The draft also reportedly calls for reducing US funding for “organizations that give full membership to the Palestinian Authority or Palestine Liberation Organization.” Again, this is already a law on the books from the 1990s. The United States is statutorily prohibited from providing funding to any UN entity that admits Palestine as a member. It was for this reason that in 2010 the USA abruptly cut off contributions to UNESCO after UNESCO’s membership voted to include Palestine.

I have not seen the draft, so I cannot comment beyond what has been reported. But it is fair to say that it is both riddled with basic errors and also a profoundly dangerous posture on which to base a relationship with the United Nations and international community. The draft apparently takes aim at UN Peacekeeping, which is one of the more effective aspects of UN operations around the world. There are about 100,000 UN Peacekeepers deployed to 19 global hotspots, including places that are in the security interests of the United States and its allies. Thousands of UN Peacekeepers, for example, patrol southern Lebanon to provide a buffer between Hezbollah and Israel. In Mali, Peacekeepers are on the front lines of fighting an al Qaeda affiliated terrorist group. In Iraq and Afghanistan the department of peacekeeping operations runs political missions in coordination with the United States and other key stakeholders.

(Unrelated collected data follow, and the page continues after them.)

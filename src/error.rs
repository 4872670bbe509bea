//! Error types for KNXnet/IP tunneling operations.
//!
//! Every fallible operation in this crate returns [`KnxError`]. The error is
//! split into categories; each category is a struct holding a private kind and
//! a captured backtrace, queried through `is_*` helpers.

use core::fmt;
use std::backtrace::Backtrace;

/// Result type alias for KNX operations.
pub type Result<T> = core::result::Result<T, KnxError>;

// =============================================================================
// Error Kind Enums (Internal)
// =============================================================================

/// Protocol error variants (internal)
#[derive(Debug, Clone, Copy, PartialEq, Eq)]
pub(crate) enum ProtocolErrorKind {
    InvalidHeaderLength,
    UnsupportedVersion,
    LengthMismatch,
    Truncated,
    InvalidStructure,
    PayloadTooLarge,
    InvalidMessageCode,
    UnsupportedCommand,
    UnknownServiceName,
}

/// Connection error variants (internal)
#[derive(Debug, Clone, Copy, PartialEq, Eq)]
pub(crate) enum ConnectionErrorKind {
    Refused(u8),
    Timeout,
    Lost,
    Cancelled,
    NotConnected,
    AlreadyConnected,
}

/// Tunneling error variants (internal)
#[derive(Debug, Clone, Copy, PartialEq, Eq)]
pub(crate) enum TunnelingErrorKind {
    AckTimeout,
    Unconfirmed,
    SequenceInUse(u8),
    Aborted,
}

/// Transport error variants (internal)
#[derive(Debug, Clone, Copy, PartialEq, Eq)]
pub(crate) enum TransportErrorKind {
    BindFailed,
    SendFailed,
    ReceiveFailed,
    LocalAddressUnavailable,
    NotIpv4,
}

For all this, the US pays about 28% of the cost. The rest of the world picks up the other 72% of the tab. It’s a kind of burden sharing that advances the security interests of the United States for a relatively small financial cost, and also without putting American soldiers at risk. From a purely transactional point of view, ┬áit’s a good deal for the United States. Plus, as a permanent member of the Security Council, the USA gets to direct where and how these peacekeepers are deployed.

The larger point, though, is that the UN is not an adversary of the USA. Rather, it was created (by Americans!) to help share the burden of maintaining global peace and security. To be sure, sometimes other countries use the platform of the United Nations to advance issues that the United States disagrees with, but that is no reason to undermine the operations of the UN around the world. As a former US Ambassador to the UN Richard Holbrooke famously said, it’s like punishing Madison Square Garden when the Knicks lose.